**Work instruction**
Read through the records below and copy each line that uses the word "return".

━━━━━ Input for this task

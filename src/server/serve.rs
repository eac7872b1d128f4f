//! HTTP server setup

use std::future::Future;
use std::net::SocketAddr;

use axum::middleware;
use axum::routing::{get, post};
use axum::Router;
use tokio::net::TcpListener;
use tower_http::trace::TraceLayer;
use tracing::info;

use crate::errors::AgentError;
use crate::server::allowlist::allowlist_middleware;
use crate::server::handlers::{callback_handler, cancel_handler, health_handler, update_handler};
use crate::server::state::ServerState;

/// Bind and serve the intake API until the shutdown signal resolves.
pub async fn serve(
    addr: &str,
    state: ServerState,
    shutdown_signal: impl Future<Output = ()> + Send + 'static,
) -> Result<(), AgentError> {
    let guarded = Router::new()
        .route("/update", post(update_handler))
        .route("/callback", post(callback_handler))
        .route("/api/task/cancel", post(cancel_handler))
        .layer(middleware::from_fn_with_state(
            state.allowlist.clone(),
            allowlist_middleware,
        ));

    let app = Router::new()
        .merge(guarded)
        // liveness stays reachable without allow-list membership
        .route("/health", get(health_handler))
        .with_state(state)
        .layer(TraceLayer::new_for_http());

    info!("starting HTTP server on {}", addr);
    let listener = TcpListener::bind(addr)
        .await
        .map_err(|e| AgentError::ConfigError(format!("failed to bind {}: {}", addr, e)))?;

    axum::serve(
        listener,
        app.into_make_service_with_connect_info::<SocketAddr>(),
    )
    .with_graceful_shutdown(shutdown_signal)
    .await
    .map_err(|e| AgentError::Internal(format!("server error: {}", e)))
}
//! Resolver derivation tests across successive blue/green cutovers.

use std::path::Path;
use std::sync::Arc;

use cicd_agent::config::Settings;
use cicd_agent::paths::{Mode, Resolver};
use cicd_agent::version::{Colour, VersionLedger};

fn make_resolver(base: &Path, ledger: Arc<VersionLedger>) -> Resolver {
    let mut settings = Settings::default();
    settings
        .deployment
        .double
        .insert("p".to_string(), base.to_string_lossy().into_owned());
    settings
        .deployment
        .single
        .insert("plain".to_string(), base.to_string_lossy().into_owned());
    Resolver::new(Arc::new(settings), ledger)
}

#[tokio::test]
async fn test_first_deployment_lands_on_v1() {
    let dir = tempfile::tempdir().unwrap();
    let resolver = make_resolver(dir.path(), Arc::new(VersionLedger::new()));

    // no .current file: next must resolve to v1, not the opposite of a
    // freshly created default
    assert_eq!(resolver.colour("p", Mode::Next).await.unwrap(), Colour::V1);
    assert_eq!(
        resolver.namespace("p", Mode::Next).await.unwrap(),
        "p-service-v1"
    );
    assert!(!dir.path().join(".current").exists());
}

#[tokio::test]
async fn test_successive_cutovers_alternate_colours() {
    let dir = tempfile::tempdir().unwrap();
    let ledger = Arc::new(VersionLedger::new());
    let resolver = make_resolver(dir.path(), ledger.clone());

    // first rollout goes to v1, cutover records it live
    let first = resolver.colour("p", Mode::Next).await.unwrap();
    assert_eq!(first, Colour::V1);
    ledger.set_live_colour(dir.path(), first).await.unwrap();

    // second rollout targets the opposite colour
    let second = resolver.colour("p", Mode::Next).await.unwrap();
    assert_eq!(second, Colour::V2);
    assert_eq!(
        resolver.deployment_dir("p", Mode::Next).await.unwrap(),
        dir.path().join("deployment-v2")
    );
    ledger.set_live_colour(dir.path(), second).await.unwrap();

    // and the third flips back
    assert_eq!(resolver.colour("p", Mode::Next).await.unwrap(), Colour::V1);
    assert_eq!(
        resolver.namespace("p", Mode::Now).await.unwrap(),
        "p-service-v2"
    );
}

#[tokio::test]
async fn test_single_projects_ignore_the_ledger() {
    let dir = tempfile::tempdir().unwrap();
    let ledger = Arc::new(VersionLedger::new());
    ledger.set_live_colour(dir.path(), Colour::V2).await.unwrap();

    let resolver = make_resolver(dir.path(), ledger);
    assert_eq!(
        resolver.namespace("plain", Mode::Now).await.unwrap(),
        "plain-service"
    );
    assert_eq!(
        resolver.deployment_dir("plain", Mode::Next).await.unwrap(),
        dir.path().join("deployment")
    );
}

#[tokio::test]
async fn test_unconfigured_project_is_an_error() {
    let dir = tempfile::tempdir().unwrap();
    let resolver = make_resolver(dir.path(), Arc::new(VersionLedger::new()));
    assert!(resolver.namespace("ghost", Mode::Now).await.is_err());
    assert!(resolver.deployment_dir("ghost", Mode::Next).await.is_err());
}
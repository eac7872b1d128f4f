//! Image retagger (step `tagImages`).

use std::sync::Arc;

use tokio_util::sync::CancellationToken;

use crate::errors::AgentError;
use crate::procs::{display_command, run_tool};
use crate::steps::{fanout_concurrency, run_fanout};
use crate::tasks::logstore::TaskLogStore;

const STEP: &str = "tagImages";

/// Retag every online image to its offline counterpart. The two lists must
/// be pairwise equal length.
pub async fn tag_images(
    cancel: &CancellationToken,
    logger: Arc<TaskLogStore>,
    online: &[String],
    offline: &[String],
) -> Result<(), AgentError> {
    if online.len() != offline.len() {
        return Err(AgentError::ToolError(format!(
            "online/offline image count mismatch: {} vs {}",
            online.len(),
            offline.len()
        )));
    }

    logger.write_step(STEP, "INFO", &format!("tagging {} images", online.len()));

    let cap = fanout_concurrency(online.len());
    let jobs: Vec<_> = online
        .iter()
        .cloned()
        .zip(offline.iter().cloned())
        .map(|(src, dst)| {
            let logger = logger.clone();
            let token = cancel.clone();
            async move {
                logger.write_step(STEP, "INFO", &format!("tagging {} -> {}", src, dst));
                let args = ["tag", src.as_str(), dst.as_str()];
                let out = run_tool(&token, "docker", &args, None).await?;
                logger.write_command(
                    STEP,
                    &display_command("docker", &args),
                    &out.output,
                    (!out.success).then_some("docker tag failed"),
                );
                if !out.success {
                    return Err(AgentError::ToolError(format!(
                        "failed to tag {} -> {}: {}",
                        src,
                        dst,
                        out.text().trim()
                    )));
                }
                Ok(())
            }
        })
        .collect();

    run_fanout(cancel, cap, jobs).await?;
    logger.write_step(STEP, "INFO", "image tagging finished");
    Ok(())
}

━━━━━━━━━━

**Answer to this exercise**
        return Err(AgentError::ToolError(format!(
                    return Err(AgentError::ToolError(format!(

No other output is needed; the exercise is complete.